→ **About this task**:
For the material below, return exactly the lines starting at the one holding "Default backend when" and ending at the one holding "let (client, mut", counting both as part of the range.
--- The data Enclosed Below ---
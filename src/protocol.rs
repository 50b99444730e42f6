//! Wire types for the realtime event stream.
//!
//! Every frame on the stream is a JSON envelope:
//!
//! ```json
//! {"type": "game.combat.start", "data": {"combat_id": "c1", ...}}
//! ```
//!
//! Frames are decoded once, at the transport boundary, into the closed
//! [`GameEvent`] union so listeners receive typed payloads. Event types this
//! client does not know are preserved as [`GameEvent::Unknown`].

use serde::de::DeserializeOwned;
use serde::{Deserialize, Serialize};

use crate::error::{Result, VoidlineError};

/// Event type of the handshake frame that carries the subscriber ID.
pub const CONNECTED_EVENT: &str = "connected";

/// Event type of the periodic keep-alive frame.
pub const HEARTBEAT_EVENT: &str = "heartbeat";

// ── Envelope ────────────────────────────────────────────────────────

/// A raw stream frame before payload validation.
#[derive(Debug, Clone, PartialEq, Serialize, Deserialize)]
pub struct StreamFrame {
    /// Dot-namespaced event type.
    #[serde(rename = "type")]
    pub event_type: String,
    /// Event payload. Missing payloads decode as `null`.
    #[serde(default)]
    pub data: serde_json::Value,
}

impl StreamFrame {
    /// Parse a text frame.
    ///
    /// # Errors
    ///
    /// Returns [`VoidlineError::Serialization`] if `text` is not an envelope.
    pub fn parse(text: &str) -> Result<Self> {
        Ok(serde_json::from_str(text)?)
    }

    /// Build a frame, serializing `data`.
    ///
    /// # Errors
    ///
    /// Returns [`VoidlineError::Serialization`] if `data` cannot be serialized.
    pub fn new<T: Serialize>(event_type: impl Into<String>, data: &T) -> Result<Self> {
        Ok(Self {
            event_type: event_type.into(),
            data: serde_json::to_value(data)?,
        })
    }

    /// Serialize this frame to JSON text.
    ///
    /// # Errors
    ///
    /// Returns [`VoidlineError::Serialization`] on serializer failure.
    pub fn to_json(&self) -> Result<String> {
        Ok(serde_json::to_string(self)?)
    }

    /// Validate the payload against the event catalog.
    ///
    /// # Errors
    ///
    /// Returns [`VoidlineError::Serialization`] if a known event type carries
    /// a payload of the wrong shape.
    pub fn decode(self) -> Result<GameEvent> {
        GameEvent::decode(&self.event_type, self.data)
    }
}

// ── Handshake ───────────────────────────────────────────────────────

/// Payload of the `connected` frame.
#[derive(Debug, Clone, PartialEq, Eq, Serialize, Deserialize)]
pub struct ConnectedPayload {
    /// Server-issued handle required by the subscribe endpoint.
    pub subscriber_id: String,
}

/// Read the subscriber ID out of the first frame of a connection.
///
/// # Errors
///
/// Returns [`VoidlineError::StreamProtocol`] if the frame is not a
/// well-formed `connected` event.
pub fn parse_connected(text: &str) -> Result<ConnectedPayload> {
    let frame = StreamFrame::parse(text)
        .map_err(|e| VoidlineError::StreamProtocol(format!("malformed handshake frame: {e}")))?;
    if frame.event_type != CONNECTED_EVENT {
        return Err(VoidlineError::StreamProtocol(format!(
            "expected `{CONNECTED_EVENT}` event, got `{}`",
            frame.event_type
        )));
    }
    let payload: ConnectedPayload = serde_json::from_value(frame.data)
        .map_err(|e| VoidlineError::StreamProtocol(format!("malformed connected payload: {e}")))?;
    if payload.subscriber_id.is_empty() {
        return Err(VoidlineError::StreamProtocol(
            "connected event carried an empty subscriber_id".into(),
        ));
    }
    Ok(payload)
}

/// Payload of the `heartbeat` frame.
#[derive(Debug, Clone, Default, PartialEq, Eq, Serialize, Deserialize)]
pub struct HeartbeatPayload {
    /// Server time in milliseconds since the Unix epoch.
    #[serde(default, skip_serializing_if = "Option::is_none")]
    pub server_time: Option<u64>,
}

// ── Channels ────────────────────────────────────────────────────────

/// The topics a client wants events for.
///
/// Sent verbatim in the subscribe request; the stream manager never derives
/// or rewrites topics.
///
/// ```
/// use voidline_client::protocol::ChannelSet;
///
/// let channels = ChannelSet::for_player("p1")
///     .with_sector("sol-3")
///     .with_chat("global");
/// assert_eq!(channels.as_slice(), ["player:p1", "sector:sol-3", "chat:global"]);
/// ```
#[derive(Debug, Clone, Default, PartialEq, Eq, Serialize, Deserialize)]
#[serde(transparent)]
pub struct ChannelSet(Vec<String>);

impl ChannelSet {
    /// An empty set.
    pub fn new() -> Self {
        Self::default()
    }

    /// A set containing the player-scoped topic.
    pub fn for_player(player_id: &str) -> Self {
        Self(vec![format!("player:{player_id}")])
    }

    /// Add a raw topic. Duplicates are ignored.
    pub fn push(&mut self, channel: impl Into<String>) {
        let channel = channel.into();
        if !self.0.contains(&channel) {
            self.0.push(channel);
        }
    }

    /// Add a raw topic.
    #[must_use]
    pub fn with(mut self, channel: impl Into<String>) -> Self {
        self.push(channel);
        self
    }

    /// Add the topic for a sector.
    #[must_use]
    pub fn with_sector(self, sector_id: &str) -> Self {
        self.with(format!("sector:{sector_id}"))
    }

    /// Add the topic for a combat encounter.
    #[must_use]
    pub fn with_combat(self, combat_id: &str) -> Self {
        self.with(format!("combat:{combat_id}"))
    }

    /// Add the topic for a market.
    #[must_use]
    pub fn with_market(self, market_id: &str) -> Self {
        self.with(format!("market:{market_id}"))
    }

    /// Add the topic for a chat room.
    #[must_use]
    pub fn with_chat(self, room: &str) -> Self {
        self.with(format!("chat:{room}"))
    }

    /// The topics, in insertion order.
    pub fn as_slice(&self) -> &[String] {
        &self.0
    }

    /// Number of topics.
    pub fn len(&self) -> usize {
        self.0.len()
    }

    /// Returns `true` if there are no topics.
    pub fn is_empty(&self) -> bool {
        self.0.is_empty()
    }
}

impl FromIterator<String> for ChannelSet {
    fn from_iter<I: IntoIterator<Item = String>>(iter: I) -> Self {
        let mut set = Self::new();
        for channel in iter {
            set.push(channel);
        }
        set
    }
}

/// Body of `POST subscribe`.
#[derive(Debug, Clone, PartialEq, Eq, Serialize, Deserialize)]
pub struct SubscribeRequest {
    /// Handle from the `connected` frame.
    pub subscriber_id: String,
    /// Requested topics.
    pub channels: ChannelSet,
}

// ── Event payloads ──────────────────────────────────────────────────

/// A ship jumped between sectors.
#[derive(Debug, Clone, PartialEq, Serialize, Deserialize)]
pub struct JumpPayload {
    pub ship_id: String,
    pub from_sector: String,
    pub to_sector: String,
}

/// A ship's position inside a sector changed.
#[derive(Debug, Clone, PartialEq, Serialize, Deserialize)]
pub struct PositionPayload {
    pub ship_id: String,
    pub sector_id: String,
    pub x: f64,
    pub y: f64,
}

/// Long-distance travel started.
#[derive(Debug, Clone, PartialEq, Serialize, Deserialize)]
pub struct TravelStartedPayload {
    pub ship_id: String,
    pub destination: String,
    /// Estimated arrival, milliseconds since the Unix epoch.
    pub eta_epoch_ms: u64,
}

/// Long-distance travel finished.
#[derive(Debug, Clone, PartialEq, Serialize, Deserialize)]
pub struct TravelArrivedPayload {
    pub ship_id: String,
    pub destination: String,
}

/// A combat encounter began.
#[derive(Debug, Clone, PartialEq, Serialize, Deserialize)]
pub struct CombatStartPayload {
    pub combat_id: String,
    pub sector_id: String,
    #[serde(default)]
    pub participants: Vec<String>,
}

/// One round of combat resolved.
#[derive(Debug, Clone, PartialEq, Serialize, Deserialize)]
pub struct CombatRoundPayload {
    pub combat_id: String,
    pub round: u32,
    /// Per-action results; shapes vary by weapon and are left untyped.
    #[serde(default)]
    pub actions: Vec<serde_json::Value>,
}

/// A combat encounter ended.
#[derive(Debug, Clone, PartialEq, Serialize, Deserialize)]
pub struct CombatEndPayload {
    pub combat_id: String,
    #[serde(default)]
    pub winner: Option<String>,
}

/// A commodity price changed at a market.
#[derive(Debug, Clone, PartialEq, Serialize, Deserialize)]
pub struct PriceUpdatePayload {
    pub market_id: String,
    pub commodity: String,
    pub price: f64,
}

/// A buy or sell order filled.
#[derive(Debug, Clone, PartialEq, Serialize, Deserialize)]
pub struct TradeCompletedPayload {
    pub trade_id: String,
    pub commodity: String,
    pub quantity: u64,
    /// Credit delta for the player; negative for purchases.
    pub credits: i64,
}

/// A mining cycle produced resources.
#[derive(Debug, Clone, PartialEq, Serialize, Deserialize)]
pub struct MiningYieldPayload {
    pub ship_id: String,
    pub resource: String,
    pub amount: u64,
}

/// Mission progress changed.
#[derive(Debug, Clone, PartialEq, Serialize, Deserialize)]
pub struct MissionUpdatePayload {
    pub mission_id: String,
    pub status: String,
    #[serde(default)]
    pub progress: Option<f64>,
}

/// A station service (repair, refuel, refit) finished.
#[derive(Debug, Clone, PartialEq, Serialize, Deserialize)]
pub struct ServiceCompletedPayload {
    pub service: String,
    pub ship_id: String,
    pub cost: i64,
}

/// Another player's presence changed.
#[derive(Debug, Clone, PartialEq, Serialize, Deserialize)]
pub struct PresencePayload {
    pub player_id: String,
    pub online: bool,
}

/// A chat message was posted.
#[derive(Debug, Clone, PartialEq, Serialize, Deserialize)]
pub struct ChatMessagePayload {
    pub channel: String,
    pub sender_id: String,
    #[serde(default)]
    pub sender_name: Option<String>,
    pub text: String,
    #[serde(default)]
    pub sent_at: Option<String>,
}

// ── Event union ─────────────────────────────────────────────────────

/// A validated stream event.
#[derive(Debug, Clone, PartialEq)]
pub enum GameEvent {
    /// `connected`
    Connected(ConnectedPayload),
    /// `heartbeat`
    Heartbeat(HeartbeatPayload),
    /// `game.movement.jump`
    Jump(JumpPayload),
    /// `game.movement.position`
    Position(PositionPayload),
    /// `game.travel.started`
    TravelStarted(TravelStartedPayload),
    /// `game.travel.arrived`
    TravelArrived(TravelArrivedPayload),
    /// `game.combat.start`
    CombatStart(CombatStartPayload),
    /// `game.combat.round`
    CombatRound(CombatRoundPayload),
    /// `game.combat.end`
    CombatEnd(CombatEndPayload),
    /// `game.economy.price_update`
    PriceUpdate(PriceUpdatePayload),
    /// `game.economy.trade_completed`
    TradeCompleted(TradeCompletedPayload),
    /// `game.mining.yield`
    MiningYield(MiningYieldPayload),
    /// `game.missions.updated`
    MissionUpdated(MissionUpdatePayload),
    /// `game.services.completed`
    ServiceCompleted(ServiceCompletedPayload),
    /// `game.social.presence`
    Presence(PresencePayload),
    /// `game.chat.message`
    ChatMessage(ChatMessagePayload),
    /// Any event type not in the catalog, payload untouched.
    Unknown(serde_json::Value),
}

fn payload<T: DeserializeOwned>(data: serde_json::Value) -> Result<T> {
    Ok(serde_json::from_value(data)?)
}

impl GameEvent {
    /// Validate `data` for `event_type` and narrow it to a typed variant.
    ///
    /// # Errors
    ///
    /// Returns [`VoidlineError::Serialization`] if a catalogued type carries
    /// a payload of the wrong shape. Unknown types never fail.
    pub fn decode(event_type: &str, data: serde_json::Value) -> Result<Self> {
        // Payload-less frames are treated as empty objects.
        let data = if data.is_null() {
            serde_json::Value::Object(serde_json::Map::new())
        } else {
            data
        };

        let event = match event_type {
            CONNECTED_EVENT => Self::Connected(payload(data)?),
            HEARTBEAT_EVENT => Self::Heartbeat(payload(data)?),
            "game.movement.jump" => Self::Jump(payload(data)?),
            "game.movement.position" => Self::Position(payload(data)?),
            "game.travel.started" => Self::TravelStarted(payload(data)?),
            "game.travel.arrived" => Self::TravelArrived(payload(data)?),
            "game.combat.start" => Self::CombatStart(payload(data)?),
            "game.combat.round" => Self::CombatRound(payload(data)?),
            "game.combat.end" => Self::CombatEnd(payload(data)?),
            "game.economy.price_update" => Self::PriceUpdate(payload(data)?),
            "game.economy.trade_completed" => Self::TradeCompleted(payload(data)?),
            "game.mining.yield" => Self::MiningYield(payload(data)?),
            "game.missions.updated" => Self::MissionUpdated(payload(data)?),
            "game.services.completed" => Self::ServiceCompleted(payload(data)?),
            "game.social.presence" => Self::Presence(payload(data)?),
            "game.chat.message" => Self::ChatMessage(payload(data)?),
            _ => Self::Unknown(data),
        };
        Ok(event)
    }

    /// Returns `true` for the keep-alive event.
    pub fn is_heartbeat(&self) -> bool {
        matches!(self, Self::Heartbeat(_))
    }
}

/// A decoded event as handed to listeners.
#[derive(Debug, Clone, PartialEq)]
pub struct StreamEvent {
    /// The dot-namespaced type string from the frame.
    pub event_type: String,
    /// The validated payload.
    pub event: GameEvent,
    /// Local receive time, milliseconds since the Unix epoch.
    pub received_at_epoch_ms: u64,
}

impl StreamEvent {
    /// Decode a text frame into an event stamped with `received_at_epoch_ms`.
    ///
    /// # Errors
    ///
    /// Returns [`VoidlineError::Serialization`] for malformed envelopes or
    /// mistyped payloads of catalogued events.
    pub fn from_text(text: &str, received_at_epoch_ms: u64) -> Result<Self> {
        let frame = StreamFrame::parse(text)?;
        let event_type = frame.event_type.clone();
        let event = frame.decode()?;
        Ok(Self {
            event_type,
            event,
            received_at_epoch_ms,
        })
    }
}
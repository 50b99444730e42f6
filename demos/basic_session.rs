//! # Basic Session Example
//!
//! Demonstrates a complete Voidline client lifecycle against a real backend:
//!
//! 1. Restore a stored session, or log in with username and password
//! 2. Open the event stream and subscribe to a sector and the global chat
//! 3. React to movement, combat and chat events
//! 4. Call a REST endpoint through the renewing gateway
//! 5. Log out on Ctrl+C, or return to "login screen" on a forced logout
//!
//! ## Running
//!
//! ```sh
//! VOIDLINE_USER=ann VOIDLINE_PASSWORD=hunter2 cargo run --example basic_session
//!
//! # Override the backend:
//! VOIDLINE_API=https://api.example VOIDLINE_STREAM=wss://api.example/stream \
//!     cargo run --example basic_session
//! ```

use voidline_client::protocol::GameEvent;
use voidline_client::{ChannelSet, ClientConfig, Credentials, GameClient, SessionEvent};

/// Default backend when `VOIDLINE_API` is not set.
const DEFAULT_API: &str = "http://localhost:8080";
/// Default stream endpoint when `VOIDLINE_STREAM` is not set.
const DEFAULT_STREAM: &str = "ws://localhost:8080/stream";

fn env_or(key: &str, default: &str) -> String {
    std::env::var(key).unwrap_or_else(|_| default.to_string())
}

#[tokio::main]
async fn main() -> Result<(), Box<dyn std::error::Error>> {
    // ── Logging ─────────────────────────────────────────────────────
    // Set `RUST_LOG=voidline_client=debug` for session and stream traces.
    tracing_subscriber::fmt()
        .with_env_filter(
            tracing_subscriber::EnvFilter::try_from_default_env()
                .unwrap_or_else(|_| tracing_subscriber::EnvFilter::new("info")),
        )
        .init();

    // ── Configuration ───────────────────────────────────────────────
    let config = ClientConfig::new(
        env_or("VOIDLINE_API", DEFAULT_API),
        env_or("VOIDLINE_STREAM", DEFAULT_STREAM),
    );
    tracing::info!(api = %config.api_base_url, stream = %config.stream_url, "starting");
    let (client, mut session_events) = GameClient::connect_default(config)?;

    // ── Listeners ───────────────────────────────────────────────────
    // Registered before login so nothing from the first connection is
    // missed. They survive reconnects; logout drops them.
    client.stream().add_event_listener("game.movement.*", |event| {
        if let GameEvent::Jump(jump) = &event.event {
            tracing::info!("{} jumped {} -> {}", jump.ship_id, jump.from_sector, jump.to_sector);
        }
    });
    client.stream().add_event_listener("game.combat.*", |event| match &event.event {
        GameEvent::CombatStart(start) => tracing::info!("combat {} started", start.combat_id),
        GameEvent::CombatRound(round) => {
            tracing::info!("combat {} round {}", round.combat_id, round.round);
        }
        GameEvent::CombatEnd(end) => tracing::info!(
            "combat {} won by {}",
            end.combat_id,
            end.winner.as_deref().unwrap_or("nobody")
        ),
        _ => {}
    });
    client.stream().add_event_listener("game.chat.message", |event| {
        if let GameEvent::ChatMessage(msg) = &event.event {
            tracing::info!("[{}] {}: {}", msg.channel, msg.sender_id, msg.text);
        }
    });

    // ── Login ───────────────────────────────────────────────────────
    let session = match client.session().restore() {
        Some(session) => session,
        None => {
            let credentials = Credentials::new(
                env_or("VOIDLINE_USER", "ann"),
                env_or("VOIDLINE_PASSWORD", "hunter2"),
            );
            client.session().login(&credentials).await?
        }
    };
    tracing::info!(player_id = %session.player_id, "logged in");

    let channels = ChannelSet::for_player(&session.player_id)
        .with_sector("sol")
        .with_chat("global");
    // If the stream is still handshaking this fails with `NotConnected`, but
    // the list is kept and sent once the connection opens.
    if let Err(e) = client.stream().subscribe_to_channels(channels).await {
        tracing::debug!("channel subscription deferred: {e}");
    }

    match client.gateway().get("/ships/current").await {
        Ok(ship) => tracing::info!(%ship, "current ship"),
        Err(e) => tracing::warn!("could not load ship: {e}"),
    }

    // ── Event loop ──────────────────────────────────────────────────
    loop {
        tokio::select! {
            event = session_events.recv() => match event {
                Some(SessionEvent::LoggedOut { reason, forced: true }) => {
                    tracing::warn!(%reason, "session ended; back to login screen");
                    break;
                }
                Some(other) => tracing::info!(?other, "session event"),
                None => break,
            },
            _ = tokio::signal::ctrl_c() => {
                tracing::info!("Ctrl+C received; logging out");
                client.session().logout(false).await?;
                break;
            }
        }
    }

    client.shutdown();
    Ok(())
}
--- End of Enclosed The data ---
→ **Solved exercise**:
/// Default backend when `VOIDLINE_API` is not set.
const DEFAULT_API: &str = "http://localhost:8080";
/// Default stream endpoint when `VOIDLINE_STREAM` is not set.
const DEFAULT_STREAM: &str = "ws://localhost:8080/stream";

fn env_or(key: &str, default: &str) -> String {
    std::env::var(key).unwrap_or_else(|_| default.to_string())
}

#[tokio::main]
async fn main() -> Result<(), Box<dyn std::error::Error>> {
    // ── Logging ─────────────────────────────────────────────────────
    // Set `RUST_LOG=voidline_client=debug` for session and stream traces.
    tracing_subscriber::fmt()
        .with_env_filter(
            tracing_subscriber::EnvFilter::try_from_default_env()
                .unwrap_or_else(|_| tracing_subscriber::EnvFilter::new("info")),
        )
        .init();

    // ── Configuration ───────────────────────────────────────────────
    let config = ClientConfig::new(
        env_or("VOIDLINE_API", DEFAULT_API),
        env_or("VOIDLINE_STREAM", DEFAULT_STREAM),
    );
    tracing::info!(api = %config.api_base_url, stream = %config.stream_url, "starting");
    let (client, mut session_events) = GameClient::connect_default(config)?;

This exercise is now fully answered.